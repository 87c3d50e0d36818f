//! WASM entry point for server-rendered upload pages.
//!
//! The page loads this module and either attaches explicitly:
//!
//! ```js
//! const widget = DocDrop.attach(JSON.stringify({ drag_class: "hot" }));
//! // ...
//! widget.destroy();
//! ```
//!
//! or opts in to attaching once the DOM is ready, keeping the widget
//! for the page's lifetime:
//!
//! ```js
//! attachOnReady();
//! ```
//!
//! Instantiating the module only installs the panic hook and logger;
//! nothing is attached until one of the two is called.
//!
//! Configuration is the JSON form of [`WidgetConfig`]; every field is
//! optional and defaults to the stock upload page markup.

use std::cell::RefCell;

use docdrop_core::WidgetConfig;
use docdrop_io::{AttachError, Widget};
use log::warn;
use wasm_bindgen::JsCast;
use wasm_bindgen::prelude::*;
use web_sys::Document;

thread_local! {
    /// Widget attached by [`attach_on_ready`]; lives for the page.
    static READY_WIDGET: RefCell<Option<Widget>> = const { RefCell::new(None) };
}

/// Install the panic hook and console logger.
///
/// Called automatically when the WASM module is instantiated.
#[wasm_bindgen(start)]
pub fn start() {
    console_error_panic_hook::set_once();
    // Fails only if a logger is already installed, which is fine.
    let _ = console_log::init_with_level(log::Level::Info);
}

/// A widget attached from JavaScript.
#[wasm_bindgen]
pub struct DocDrop {
    widget: Option<Widget>,
}

#[wasm_bindgen]
impl DocDrop {
    /// Attach to the current document.
    ///
    /// # Errors
    ///
    /// Throws if the configuration is invalid, the picker input or
    /// drop target is missing, or there is no document.
    pub fn attach(config_json: Option<String>) -> Result<Self, JsError> {
        let config = parse_config(config_json.as_deref())?;
        let document = document()?;
        let widget = Widget::attach(&document, config)?;
        Ok(Self {
            widget: Some(widget),
        })
    }

    /// Detach all listeners. Further calls are no-ops.
    pub fn destroy(&mut self) {
        if let Some(widget) = self.widget.take() {
            widget.destroy();
        }
    }

    /// `"empty"`, `"selected"`, or `"submitting"`; `undefined` once
    /// destroyed.
    #[must_use]
    pub fn state(&self) -> Option<String> {
        self.widget
            .as_ref()
            .map(|widget| widget.state().as_str().to_owned())
    }

    /// Name of the selected file, if any.
    #[wasm_bindgen(js_name = selectedFileName)]
    #[must_use]
    pub fn selected_file_name(&self) -> Option<String> {
        self.widget
            .as_ref()
            .and_then(Widget::selected_file)
            .map(|file| file.name)
    }
}

/// Attach once the DOM is ready, keeping the widget for the page's
/// lifetime. A page without the upload markup is left untouched.
///
/// # Errors
///
/// Throws if the configuration is invalid or there is no document.
#[wasm_bindgen(js_name = attachOnReady)]
pub fn attach_on_ready(config_json: Option<String>) -> Result<(), JsError> {
    let config = parse_config(config_json.as_deref())?;
    let document = document()?;

    if is_loading(&document) {
        let callback = Closure::<dyn FnMut()>::once_into_js(move || attach_page_widget(config));
        document
            .add_event_listener_with_callback("DOMContentLoaded", callback.unchecked_ref())
            .map_err(|e| JsError::new(&format!("failed to wait for DOMContentLoaded: {e:?}")))?;
    } else {
        attach_page_widget(config);
    }
    Ok(())
}

fn attach_page_widget(config: WidgetConfig) {
    let Some(document) = web_sys::window().and_then(|w| w.document()) else {
        warn!("no document; upload widget not attached");
        return;
    };
    match Widget::attach(&document, config) {
        Ok(widget) => READY_WIDGET.with(|slot| {
            // Replacing an earlier widget detaches it.
            slot.borrow_mut().replace(widget);
        }),
        Err(AttachError::MissingSurface(id)) => {
            warn!("upload widget not attached: #{id} is not on this page");
        }
        Err(e) => warn!("upload widget not attached: {e}"),
    }
}

fn parse_config(json: Option<&str>) -> Result<WidgetConfig, JsError> {
    match json {
        Some(json) if !json.trim().is_empty() => Ok(WidgetConfig::from_json(json)?),
        _ => Ok(WidgetConfig::default()),
    }
}

fn document() -> Result<Document, JsError> {
    web_sys::window()
        .and_then(|w| w.document())
        .ok_or_else(|| JsError::new("no global document"))
}

fn is_loading(document: &Document) -> bool {
    defers_attach(&document.ready_state())
}

/// Whether a document in `ready_state` must wait for `DOMContentLoaded`
/// before its surfaces can be looked up.
fn defers_attach(ready_state: &str) -> bool {
    ready_state == "loading"
}

#[cfg(test)]
mod tests {
    use super::*;

    #[test]
    fn missing_or_blank_config_is_the_default() {
        assert_eq!(parse_config(None).ok(), Some(WidgetConfig::default()));
        assert_eq!(parse_config(Some("  ")).ok(), Some(WidgetConfig::default()));
    }

    #[test]
    fn only_a_loading_document_defers_attach() {
        assert!(defers_attach("loading"));
        assert!(!defers_attach("interactive"));
        assert!(!defers_attach("complete"));
    }

    #[test]
    fn config_json_is_parsed() {
        let config = parse_config(Some(r#"{"empty_notice": "Choose a document"}"#)).ok();
        assert_eq!(
            config.map(|c| c.empty_notice).as_deref(),
            Some("Choose a document")
        );
    }
}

━━━━━━━━━━

Render every record verbatim. Nothing should be left out.

repository 87c3d50e0d36818f
//! WASM entry point for server-rendered upload pages.
//!
//! The page loads this module and either attaches explicitly:
//!
//! ```js
//! const widget = DocDrop.attach(JSON.stringify({ drag_class: "hot" }));
//! // ...
//! widget.destroy();
//! ```
//!
//! or opts in to attaching once the DOM is ready, keeping the widget
//! for the page's lifetime:
//!
//! ```js
//! attachOnReady();
//! ```
//!
//! Instantiating the module only installs the panic hook and logger;
//! nothing is attached until one of the two is called.
//!
//! Configuration is the JSON form of [`WidgetConfig`]; every field is
//! optional and defaults to the stock upload page markup.

use std::cell::RefCell;

use docdrop_core::WidgetConfig;
use docdrop_io::{AttachError, Widget};
use log::warn;
use wasm_bindgen::JsCast;
use wasm_bindgen::prelude::*;
use web_sys::Document;

thread_local! {
    /// Widget attached by [`attach_on_ready`]; lives for the page.
    static READY_WIDGET: RefCell<Option<Widget>> = const { RefCell::new(None) };
}

/// Install the panic hook and console logger.
///
/// Called automatically when the WASM module is instantiated.
#[wasm_bindgen(start)]
pub fn start() {
    console_error_panic_hook::set_once();
    // Fails only if a logger is already installed, which is fine.
    let _ = console_log::init_with_level(log::Level::Info);
}

/// A widget attached from JavaScript.
#[wasm_bindgen]
pub struct DocDrop {
    widget: Option<Widget>,
}

#[wasm_bindgen]
impl DocDrop {
    /// Attach to the current document.
    ///
    /// # Errors
    ///
    /// Throws if the configuration is invalid, the picker input or
    /// drop target is missing, or there is no document.
    pub fn attach(config_json: Option<String>) -> Result<Self, JsError> {
        let config = parse_config(config_json.as_deref())?;
        let document = document()?;
        let widget = Widget::attach(&document, config)?;
        Ok(Self {
            widget: Some(widget),
        })
    }

    /// Detach all listeners. Further calls are no-ops.
    pub fn destroy(&mut self) {
        if let Some(widget) = self.widget.take() {
            widget.destroy();
        }
    }

    /// `"empty"`, `"selected"`, or `"submitting"`; `undefined` once
    /// destroyed.
    #[must_use]
    pub fn state(&self) -> Option<String> {
        self.widget
            .as_ref()
            .map(|widget| widget.state().as_str().to_owned())
    }

    /// Name of the selected file, if any.
    #[wasm_bindgen(js_name = selectedFileName)]
    #[must_use]
    pub fn selected_file_name(&self) -> Option<String> {
        self.widget
            .as_ref()
            .and_then(Widget::selected_file)
            .map(|file| file.name)
    }
}

/// Attach once the DOM is ready, keeping the widget for the page's
/// lifetime. A page without the upload markup is left untouched.
///
/// # Errors
///
/// Throws if the configuration is invalid or there is no document.
#[wasm_bindgen(js_name = attachOnReady)]
pub fn attach_on_ready(config_json: Option<String>) -> Result<(), JsError> {
    let config = parse_config(config_json.as_deref())?;
    let document = document()?;

    if is_loading(&document) {
        let callback = Closure::<dyn FnMut()>::once_into_js(move || attach_page_widget(config));
        document
            .add_event_listener_with_callback("DOMContentLoaded", callback.unchecked_ref())
            .map_err(|e| JsError::new(&format!("failed to wait for DOMContentLoaded: {e:?}")))?;
    } else {
        attach_page_widget(config);
    }
    Ok(())
}

fn attach_page_widget(config: WidgetConfig) {
    let Some(document) = web_sys::window().and_then(|w| w.document()) else {
        warn!("no document; upload widget not attached");
        return;
    };
    match Widget::attach(&document, config) {
        Ok(widget) => READY_WIDGET.with(|slot| {
            // Replacing an earlier widget detaches it.
            slot.borrow_mut().replace(widget);
        }),
        Err(AttachError::MissingSurface(id)) => {
            warn!("upload widget not attached: #{id} is not on this page");
        }
        Err(e) => warn!("upload widget not attached: {e}"),
    }
}

fn parse_config(json: Option<&str>) -> Result<WidgetConfig, JsError> {
    match json {
        Some(json) if !json.trim().is_empty() => Ok(WidgetConfig::from_json(json)?),
        _ => Ok(WidgetConfig::default()),
    }
}

fn document() -> Result<Document, JsError> {
    web_sys::window()
        .and_then(|w| w.document())
        .ok_or_else(|| JsError::new("no global document"))
}

fn is_loading(document: &Document) -> bool {
    defers_attach(&document.ready_state())
}

/// Whether a document in `ready_state` must wait for `DOMContentLoaded`
/// before its surfaces can be looked up.
fn defers_attach(ready_state: &str) -> bool {
    ready_state == "loading"
}

#[cfg(test)]
mod tests {
    use super::*;

    #[test]
    fn missing_or_blank_config_is_the_default() {
        assert_eq!(parse_config(None).ok(), Some(WidgetConfig::default()));
        assert_eq!(parse_config(Some("  ")).ok(), Some(WidgetConfig::default()));
    }

    #[test]
    fn only_a_loading_document_defers_attach() {
        assert!(defers_attach("loading"));
        assert!(!defers_attach("interactive"));
        assert!(!defers_attach("complete"));
    }

    #[test]
    fn config_json_is_parsed() {
        let config = parse_config(Some(r#"{"empty_notice": "Choose a document"}"#)).ok();
        assert_eq!(
            config.map(|c| c.empty_notice).as_deref(),
            Some("Choose a document")
        );
    }
}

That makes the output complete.